Walnuts contain the amino acid l-arginine, which offers multiple vascular benefits to people with heart disease, or those who have increased risk for heart disease due to multiple cardiac risk factors. If you struggle with herpes, you may want to avoid or limit walnuts, as high levels of arginine can deplete the amino acid lysine, which can trigger herpes recurrences.
Walnuts also contain the plant-based omega-3 fat alpha-linolenic acid (ALA), which is anti-inflammatory and may prevent the formation of pathological blood clots.
Eating just four walnuts a day has been shown to significantly raise blood levels of heart-healthy ALA, and walnut consumption supports healthful cholesterol levels.
3.Rare and Powerful Antioxidants
Antioxidants are crucial to your health, as they are believed to help control how fast you age by combating free radicals, which are at the heart of age-related deterioration. Walnuts contain several unique and powerful antioxidants that are available in only a few commonly eaten foods. This includes the quinone juglone, the tannin tellimagrandin, and the flavonol morin.
Walnuts contain antioxidants that are so powerful at free-radical scavenging that researchers called them “remarkable,” and research has shown that walnut polyphenols may help prevent chemically-induced liver damage.
Adding healthful amounts of nuts such as walnuts to your diet can help you to maintain your ideal weight over time.
5.Improved Reproductive Health in Men
One of the lesser-known benefits of walnuts is their impact on male fertility. Among men who consume a Western-style diet, adding 75 grams (a bit over one-half cup) of walnuts daily significantly improved sperm quality, including vitality, motility, and morphology.
Walnuts contain a number of neuroprotective compounds, including vitamin E, folate, melatonin, omega-3 fats, and antioxidants.
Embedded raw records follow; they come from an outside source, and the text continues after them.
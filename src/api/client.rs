use super::constants::{self, METADATA_SUFFIX, headers};
use crate::config::FetchSettings;
use crate::error::MetadataError;
use crate::metadata::has_metadata_root;
use async_trait::async_trait;
use log::{debug, info, warn};
use serde::{Deserialize, Serialize};
use std::fmt;
use std::time::Duration;

/// Where a service's metadata document lives
#[derive(Debug, Clone, PartialEq, Eq, Serialize, Deserialize)]
#[serde(rename_all = "snake_case")]
pub enum Coordinates {
    /// Base URL plus service path, e.g. `https://host/sap/opu/odata/sap` + `ZCATALOG_SRV`
    Service {
        base_url: String,
        service_name: String,
    },
    /// Service root or full `$metadata` URL
    Url(String),
}

impl Coordinates {
    pub fn service(base_url: impl Into<String>, service_name: impl Into<String>) -> Self {
        Coordinates::Service {
            base_url: base_url.into(),
            service_name: service_name.into(),
        }
    }

    pub fn url(url: impl Into<String>) -> Self {
        Coordinates::Url(url.into())
    }

    /// Resolve and validate the `$metadata` URL
    pub fn metadata_url(&self) -> Result<String, MetadataError> {
        let url = match self {
            Coordinates::Service {
                base_url,
                service_name,
            } => build_metadata_url(base_url, service_name),
            Coordinates::Url(url) => metadata_url_from(url),
        };
        validate_url(&url)?;
        Ok(url)
    }
}

impl fmt::Display for Coordinates {
    fn fmt(&self, f: &mut fmt::Formatter<'_>) -> fmt::Result {
        match self {
            Coordinates::Service {
                base_url,
                service_name,
            } => write!(f, "{} + {}", base_url, service_name),
            Coordinates::Url(url) => f.write_str(url),
        }
    }
}

/// Join base URL and service name with exactly one slash and one `$metadata` suffix
pub fn build_metadata_url(base_url: &str, service_name: &str) -> String {
    let base = base_url.trim().trim_end_matches('/');
    let service = strip_metadata_suffix(service_name.trim().trim_matches('/'));

    if service.is_empty() {
        format!("{}/{}", base, METADATA_SUFFIX)
    } else {
        format!("{}/{}/{}", base, service, METADATA_SUFFIX)
    }
}

/// Append `$metadata` to a service root unless it is already there
pub fn metadata_url_from(url: &str) -> String {
    let root = strip_metadata_suffix(url.trim().trim_end_matches('/'));
    format!("{}/{}", root, METADATA_SUFFIX)
}

fn strip_metadata_suffix(path: &str) -> &str {
    match path.strip_suffix(METADATA_SUFFIX) {
        Some(rest) if rest.is_empty() || rest.ends_with('/') => rest.trim_end_matches('/'),
        _ => path,
    }
}

fn validate_url(url: &str) -> Result<(), MetadataError> {
    let parsed = reqwest::Url::parse(url).map_err(|e| MetadataError::InvalidUrl {
        url: url.to_string(),
        reason: e.to_string(),
    })?;

    match parsed.scheme() {
        "http" | "https" => Ok(()),
        other => Err(MetadataError::InvalidUrl {
            url: url.to_string(),
            reason: format!("unsupported scheme '{}'", other),
        }),
    }
}

/// HTTP Basic credentials
#[derive(Clone, PartialEq, Eq)]
pub struct Credentials {
    pub username: String,
    pub password: String,
}

impl Credentials {
    pub fn new(username: impl Into<String>, password: impl Into<String>) -> Self {
        Self {
            username: username.into(),
            password: password.into(),
        }
    }

    /// Read `ODATA_USER`/`ODATA_PASSWORD`, falling back to `SAP_USER`/`SAP_PASS`
    pub fn from_env() -> Option<Credentials> {
        Self::from_lookup(|key| std::env::var(key).ok())
    }

    /// Both halves must be present and non-empty, otherwise requests go out unauthenticated
    pub fn from_lookup(lookup: impl Fn(&str) -> Option<String>) -> Option<Credentials> {
        let first = |keys: &[&str]| {
            keys.iter()
                .filter_map(|key| lookup(*key))
                .find(|value| !value.is_empty())
        };

        let username = first(&constants::env::USER_VARS[..])?;
        let password = first(&constants::env::PASSWORD_VARS[..])?;
        Some(Credentials { username, password })
    }
}

impl fmt::Debug for Credentials {
    fn fmt(&self, f: &mut fmt::Formatter<'_>) -> fmt::Result {
        f.debug_struct("Credentials")
            .field("username", &self.username)
            .field("password", &"[REDACTED]")
            .finish()
    }
}

/// A retrieved metadata document
#[derive(Debug, Clone, PartialEq, Eq)]
pub struct RawDocument {
    /// URL the document was fetched from
    pub url: String,
    /// Response body exactly as received, undecoded
    pub bytes: Vec<u8>,
}

impl RawDocument {
    pub fn new(url: impl Into<String>, bytes: impl Into<Vec<u8>>) -> Self {
        Self {
            url: url.into(),
            bytes: bytes.into(),
        }
    }

    /// Decode the body as UTF-8 without altering any byte
    pub fn into_text(self) -> Result<String, MetadataError> {
        String::from_utf8(self.bytes).map_err(|e| {
            MetadataError::malformed(format!("document from {} is not valid UTF-8: {}", self.url, e))
        })
    }
}

/// Retrieval seam used by the refresher; swapped for a fake in tests
#[async_trait]
pub trait MetadataFetch: Send + Sync {
    async fn fetch(&self, coordinates: &Coordinates) -> Result<RawDocument, MetadataError>;
}

/// Fetches `$metadata` documents over HTTP. No retries are performed.
#[derive(Clone)]
pub struct MetadataClient {
    http_client: reqwest::Client,
    credentials: Option<Credentials>,
}

impl MetadataClient {
    pub fn new(
        settings: &FetchSettings,
        credentials: Option<Credentials>,
    ) -> Result<Self, reqwest::Error> {
        let http_client = reqwest::Client::builder()
            .timeout(Duration::from_secs(settings.timeout_secs))
            .connect_timeout(Duration::from_secs(settings.connect_timeout_secs))
            .user_agent(settings.user_agent.clone())
            .build()?;

        Ok(Self::with_custom_client(http_client, credentials))
    }

    /// Create a client around an existing HTTP client
    pub fn with_custom_client(http_client: reqwest::Client, credentials: Option<Credentials>) -> Self {
        Self {
            http_client,
            credentials,
        }
    }

    pub fn has_credentials(&self) -> bool {
        self.credentials.is_some()
    }

    /// Fetch the raw metadata document for `coordinates`
    pub async fn fetch_metadata(&self, coordinates: &Coordinates) -> Result<RawDocument, MetadataError> {
        let url = coordinates.metadata_url()?;
        info!("Fetching metadata from {}", url);

        let mut request = self
            .http_client
            .get(&url)
            .header("Accept", headers::ACCEPT_XML)
            .header("OData-MaxVersion", headers::ODATA_MAX_VERSION);

        if let Some(credentials) = &self.credentials {
            debug!("Attaching Basic credentials for user {}", credentials.username);
            request = request.basic_auth(&credentials.username, Some(&credentials.password));
        }

        let response = request.send().await.map_err(|e| MetadataError::Network {
            url: url.clone(),
            message: e.to_string(),
        })?;

        let status = response.status();
        debug!("Metadata response status: {}", status);

        if !status.is_success() {
            warn!("Metadata fetch from {} failed with status {}", url, status);
            return Err(MetadataError::FetchFailed {
                status: status.as_u16(),
                status_text: status.canonical_reason().unwrap_or_default().to_string(),
                url,
            });
        }

        let bytes = response.bytes().await.map_err(|e| MetadataError::Network {
            url: url.clone(),
            message: e.to_string(),
        })?;

        // Lossy view for the root check only; the bytes are kept untouched
        if !has_metadata_root(&String::from_utf8_lossy(&bytes)) {
            warn!("Response from {} is not an EDMX document", url);
            return Err(MetadataError::InvalidMetadataDocument { url });
        }

        debug!("Fetched {} bytes of metadata from {}", bytes.len(), url);
        Ok(RawDocument::new(url, bytes))
    }
}

#[async_trait]
impl MetadataFetch for MetadataClient {
    async fn fetch(&self, coordinates: &Coordinates) -> Result<RawDocument, MetadataError> {
        self.fetch_metadata(coordinates).await
    }
}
Research shows walnut consumption may support brain health, including increasing inferential reasoning in young adults. One study also found that consuming high-antioxidant foods like walnuts “can decrease the enhanced vulnerability to oxidative stress that occurs in aging, “increase health span,” and also “enhance cognitive and motor function in aging.”
The beneficial dietary fat in walnuts has been shown to improve metabolic parameters in people with type 2 diabetes. Overweight adults with type 2 diabetes who ate one-quarter cup of walnuts daily had significant reductions in fasting insulin levels compared to those who did not, and the benefit was achieved in the first three months.